Retour sur le jeu entre les quatre mini-cages. Malcom frappe en force et son ballon part s’aventurer en dehors du terrain. Des enfants frigorifiés et accablés par la pluie se réveillent et partent à la recherche du ballon perdu. Les abords du terrain se sont petit à petit écrémés, les spectateurs ayant été découragés par la morosité du temps. Sur l’autre terrain d’opposition, les joueurs bataillent rudement. Otavio supplée Poussin et sort un ballon sur sa ligne. Sabaly et Braithwaite se tirent les maillots et se poussent pour la conquête d’un ballon. Un énième coup de sifflet vient clôturer les petits matchs. Après un temps de décontraction, voyant Paul Baysse et Benoît Costil quitter ensemble le terrain d’entraînement à petites foulées pour ne pas s’éterniser sous la pluie, la majorité du groupe gagne l’opposé du terrain. Deux cages de tailles normales se font face sur un terrain réduit. Deux équipes s’affrontent et l’équipe qui encaisse un but quitte le terrain pour affronter l’équipe qui patiente sur le côté avec Gustavo Poyet et ses adjoints. Le jeu commence par un but de Malcom d’une frappe sèche. François Kamano, dans l’équipe adverse, tente une frappe enroulée qui semble partir directement en lucarne mais Prior décolle et enlève le ballon de sa main opposée. Tchouaméni sauve sur sa ligne une frappe de Malcom.

 

Diego Contento prend sa chance de loin d’une grosse frappe contrée qui termine sur la barre. Les gardiens Prior, Poussin et Mandanda donnent de la voix.
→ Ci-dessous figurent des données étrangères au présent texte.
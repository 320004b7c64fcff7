/*
 * Responsibility
 * - POST /generate
 * - Read the `image` multipart field, check it against the PNG/JPEG allow-list
 * - Forward it to the generation provider once, persist the returned model
 */
use axum::{
    Json,
    extract::{
        State,
        multipart::{Multipart, MultipartError, MultipartRejection},
    },
    http::StatusCode,
};

use crate::api::dto::generate::GenerateResponse;
use crate::api::extractors::AuthClaims;
use crate::error::AppError;
use crate::services::provider::{ImageMediaType, ImageUpload, ProviderError};
use crate::services::storage::JobId;
use crate::state::AppState;

const IMAGE_FIELD: &str = "image";

pub async fn generate(
    State(state): State<AppState>,
    AuthClaims(claims): AuthClaims,
    multipart: Result<Multipart, MultipartRejection>,
) -> Result<Json<GenerateResponse>, AppError> {
    let mut multipart =
        multipart.map_err(|e| AppError::bad_request("INVALID_MULTIPART", e.body_text()))?;

    let image = read_image(&mut multipart).await?;

    // No job is minted and nothing leaves the process without credentials.
    if !state.provider.is_configured() {
        return Err(ProviderError::NotConfigured.into());
    }

    let job_id = JobId::new();
    tracing::info!(
        job_id = %job_id,
        sub = claims.subject().unwrap_or("-"),
        provider = state.provider.name(),
        media_type = image.media_type.as_mime(),
        bytes = image.bytes.len(),
        "generation requested"
    );

    let model = state.provider.generate(image).await?;
    state.store.save(&job_id, &model).await?;

    tracing::info!(job_id = %job_id, bytes = model.len(), "model stored");

    Ok(Json(GenerateResponse::for_job(job_id)))
}

/// Find the `image` field and validate its declared media type before reading it.
async fn read_image(multipart: &mut Multipart) -> Result<ImageUpload, AppError> {
    while let Some(field) = multipart.next_field().await.map_err(multipart_error)? {
        if field.name() != Some(IMAGE_FIELD) {
            continue;
        }

        let media_type = field
            .content_type()
            .and_then(ImageMediaType::from_mime)
            .ok_or_else(|| AppError::bad_request("UNSUPPORTED_IMAGE_TYPE", "Unsupported image type"))?;
        let file_name = field.file_name().map(str::to_string);
        let bytes = field.bytes().await.map_err(multipart_error)?;

        return Ok(ImageUpload {
            file_name,
            media_type,
            bytes,
        });
    }

    Err(AppError::bad_request(
        "MISSING_IMAGE",
        "multipart field `image` is required",
    ))
}

fn multipart_error(err: MultipartError) -> AppError {
    if err.status() == StatusCode::PAYLOAD_TOO_LARGE {
        AppError::PayloadTooLarge
    } else {
        AppError::bad_request("INVALID_MULTIPART", err.body_text())
    }
}
//! Stability AI image-to-3D client.

use async_trait::async_trait;
use axum::body::Bytes;
use reqwest::{Client, header, multipart};

use super::{ImageUpload, ModelProvider, ProviderError};
use crate::config::ProviderSettings;

/// Upstream error bodies are kept for logs only; cap what we hold on to.
const MAX_ERROR_BODY_CHARS: usize = 512;

/// Debug omits the API key.
#[derive(Clone)]
pub struct StabilityProvider {
    client: Client,
    api_url: String,
    api_key: Option<String>,
}

impl std::fmt::Debug for StabilityProvider {
    fn fmt(&self, f: &mut std::fmt::Formatter<'_>) -> std::fmt::Result {
        f.debug_struct("StabilityProvider")
            .field("api_url", &self.api_url)
            .field("configured", &self.api_key.is_some())
            .finish()
    }
}

impl StabilityProvider {
    pub fn new(settings: &ProviderSettings) -> Result<Self, ProviderError> {
        let client = Client::builder()
            .timeout(settings.timeout)
            .build()
            .map_err(ProviderError::Client)?;

        Ok(Self {
            client,
            api_url: settings.api_url.clone(),
            api_key: settings.api_key.clone().filter(|k| !k.is_empty()),
        })
    }
}

#[async_trait]
impl ModelProvider for StabilityProvider {
    fn name(&self) -> &'static str {
        "stability"
    }

    fn is_configured(&self) -> bool {
        self.api_key.is_some()
    }

    async fn generate(&self, image: ImageUpload) -> Result<Bytes, ProviderError> {
        let api_key = self.api_key.as_deref().ok_or(ProviderError::NotConfigured)?;

        let part = multipart::Part::bytes(image.bytes.to_vec())
            .file_name(image.file_name_or_default())
            .mime_str(image.media_type.as_mime())
            .map_err(ProviderError::Transport)?;
        let form = multipart::Form::new().part("image", part);

        tracing::debug!(
            url = %self.api_url,
            bytes = image.bytes.len(),
            media_type = image.media_type.as_mime(),
            "sending image to generation provider"
        );

        let response = self
            .client
            .post(&self.api_url)
            .header(header::AUTHORIZATION, format!("Bearer {api_key}"))
            .multipart(form)
            .send()
            .await?;

        let status = response.status();
        if !status.is_success() {
            let body = response.text().await.unwrap_or_default();
            return Err(ProviderError::Status {
                status,
                body: body.chars().take(MAX_ERROR_BODY_CHARS).collect(),
            });
        }

        Ok(response.bytes().await?)
    }
}
/*
 * Responsibility
 * - Shared AppError definition for every handler and middleware
 * - IntoResponse implementation (HTTP status / JSON error body)
 * - Unified conversion from token / storage / provider errors
 */
use axum::{
    Json,
    http::StatusCode,
    response::{IntoResponse, Response},
};
use serde::Serialize;
use thiserror::Error;

use crate::services::auth::TokenError;
use crate::services::provider::ProviderError;
use crate::services::storage::StoreError;

#[derive(Debug, Serialize)]
pub struct ErrorResponse {
    pub error: ErrorBody,
}

#[derive(Debug, Serialize)]
pub struct ErrorBody {
    pub code: &'static str,
    pub message: String,
}

#[derive(Debug, Error)]
pub enum AppError {
    #[error("{code}: {message}")]
    BadRequest { code: &'static str, message: String },
    /// `reason` is logged, never sent to the client.
    #[error("unauthorized: {reason}")]
    Unauthorized { reason: String },
    #[error("not found: {resource}")]
    NotFound { resource: &'static str },
    #[error("payload too large")]
    PayloadTooLarge,
    #[error("{code}: {message}")]
    Misconfigured { code: &'static str, message: String },
    #[error("upstream error: {message} ({detail})")]
    Upstream { message: String, detail: String },
    #[error("upstream timeout")]
    UpstreamTimeout,
    #[error("internal server error: {detail}")]
    Internal { detail: String },
}

impl AppError {
    pub fn bad_request(code: &'static str, message: impl Into<String>) -> Self {
        Self::BadRequest {
            code,
            message: message.into(),
        }
    }

    pub fn unauthorized(reason: impl Into<String>) -> Self {
        Self::Unauthorized {
            reason: reason.into(),
        }
    }

    pub fn internal(detail: impl Into<String>) -> Self {
        Self::Internal {
            detail: detail.into(),
        }
    }

    pub fn not_found(resource: &'static str) -> Self {
        Self::NotFound { resource }
    }

    pub fn misconfigured(code: &'static str, message: impl Into<String>) -> Self {
        Self::Misconfigured {
            code,
            message: message.into(),
        }
    }

    pub fn status(&self) -> StatusCode {
        match self {
            AppError::BadRequest { .. } => StatusCode::BAD_REQUEST,
            AppError::Unauthorized { .. } => StatusCode::UNAUTHORIZED,
            AppError::NotFound { .. } => StatusCode::NOT_FOUND,
            AppError::PayloadTooLarge => StatusCode::PAYLOAD_TOO_LARGE,
            AppError::Misconfigured { .. } | AppError::Internal { .. } => {
                StatusCode::INTERNAL_SERVER_ERROR
            }
            AppError::Upstream { .. } => StatusCode::BAD_GATEWAY,
            AppError::UpstreamTimeout => StatusCode::GATEWAY_TIMEOUT,
        }
    }
}

impl IntoResponse for AppError {
    fn into_response(self) -> Response {
        let status = self.status();

        if status.is_server_error() {
            tracing::error!(error = %self, status = status.as_u16(), "request failed");
        } else {
            tracing::warn!(error = %self, status = status.as_u16(), "request rejected");
        }

        let (code, message) = match self {
            AppError::BadRequest { code, message } => (code, message),
            AppError::Unauthorized { .. } => {
                ("UNAUTHORIZED", "Invalid authentication token".into())
            }
            AppError::NotFound { resource } => ("NOT_FOUND", format!("{resource} not found")),
            AppError::PayloadTooLarge => ("PAYLOAD_TOO_LARGE", "upload exceeds size limit".into()),
            AppError::Misconfigured { code, message } => (code, message),
            AppError::Upstream { message, .. } => ("UPSTREAM_ERROR", message),
            AppError::UpstreamTimeout => (
                "UPSTREAM_TIMEOUT",
                "generation provider did not respond in time".into(),
            ),
            AppError::Internal { .. } => ("INTERNAL_SERVER_ERROR", "internal server error".into()),
        };

        let body = ErrorResponse {
            error: ErrorBody { code, message },
        };

        (status, Json(body)).into_response()
    }
}

impl From<TokenError> for AppError {
    fn from(e: TokenError) -> Self {
        match e {
            TokenError::SecretNotConfigured => {
                AppError::misconfigured("JWT_SECRET_NOT_CONFIGURED", "JWT secret not configured")
            }
            TokenError::Invalid(err) => AppError::unauthorized(err.to_string()),
            // Signing only happens in tooling; reaching here means a programming error.
            TokenError::Signing(err) => AppError::internal(err.to_string()),
        }
    }
}

impl From<StoreError> for AppError {
    fn from(e: StoreError) -> Self {
        AppError::internal(format!("artifact store: {e}"))
    }
}

impl From<ProviderError> for AppError {
    fn from(e: ProviderError) -> Self {
        match e {
            ProviderError::NotConfigured => AppError::misconfigured(
                "PROVIDER_NOT_CONFIGURED",
                "Stability API key not configured",
            ),
            ProviderError::Timeout => AppError::UpstreamTimeout,
            ProviderError::Status { status, body } => AppError::Upstream {
                message: format!("generation provider responded with {status}"),
                detail: body,
            },
            ProviderError::Transport(err) => AppError::Upstream {
                message: "generation provider request failed".into(),
                detail: err.to_string(),
            },
            ProviderError::Client(err) => AppError::internal(format!("http client: {err}")),
        }
    }
}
Les joueurs, peut-être lassés par la pluie discontinue, se font discrets. Jaroslav Plasil attaque balle au pied et voit Braithwaite au deuxième poteau. La passe de l’international tchèque termine dans les pieds de son partenaire qui marque de façon sûre. L’équipe adverse réplique et malgré un tacle désespéré de Youssouf pour empêcher le contre, le ballon revient sur Cafu qui marque d’une frappe sèche du pied droit qui ne laisse aucune chance à Poussin. Les joueurs sont consciencieux et continuent sans se décourager. Lerager plein axe décale Laborde en une touche. L’attaquant bordelais trouve instantanément Malcom au deuxième poteau lequel marque à la façon de Braithwaite un temps plus tôt. Valentin Vada, dans l’équipe opposée, enrage. 

 

Très en forme face aux buts, Martin Braithwaite, plein axe, décoche une lourde frappe du pied gauche qui rentre près du poteau de Poussin. Aurélien Tchouaméni vient au duel avec Plasil, les deux joueurs tombent dans le mouvement, mais le jeune joueur formé à Bordeaux s’impose physiquement et repart balle au pied. L’équipe des jaunes qui a perdu est invitée à rejoindre les vestiaires. Malcom reste malgré tout quelques instants pour regarder la fin du match. « Allez ne traînez pas » exhorte Pierre Espanol qui ne veut pas que ses joueurs prennent froid après avoir produit des efforts sous le déluge. Lukas Lerager, amusé par le match et quelques boutades de ses partenaires, finit par prendre la direction de la sortie du terrain. Trois coups de sifflets viennent signer la fin de l’ultime opposition. « Merci coach. » Souhalio Meïté interpelle Gustavo Poyet avec le sourire, le remerciant visiblement d’avoir tranché une décision en faveur de son équipe. Les joueurs, souvent prompt à rester pour frappes des coups-francs, des pénaltys, ou pour allonger des ballons, s’activent pour ranger les cages et quitter au plus vite le terrain. Seul Martin Braithwaite prend son temps malgré la pluie, encore et toujours tenace, et rejoint un enfant qui était resté avec son grand-père en bord de terrain. Le petit garçon, deux petits drapeaux danois dans les mains, est interpellé par l’international girondin. Accoudé à la main-courante, l’ancien toulousain discute en Danois avec l’enfant, émerveillé de partager ce moment simple et privilégié avec l’attaquant professionnel qui ne manque pas d’échanger aussi quelques mots avec le grand-père de l’enfant. Après une séance rendue âpre par les conditions météo mais aussi par la densité proposée par le staff technique, les Girondins continuent de préparer sérieusement le déplacement à Marseille dimanche sans pour autant se rajouter de pression. Pour le moment.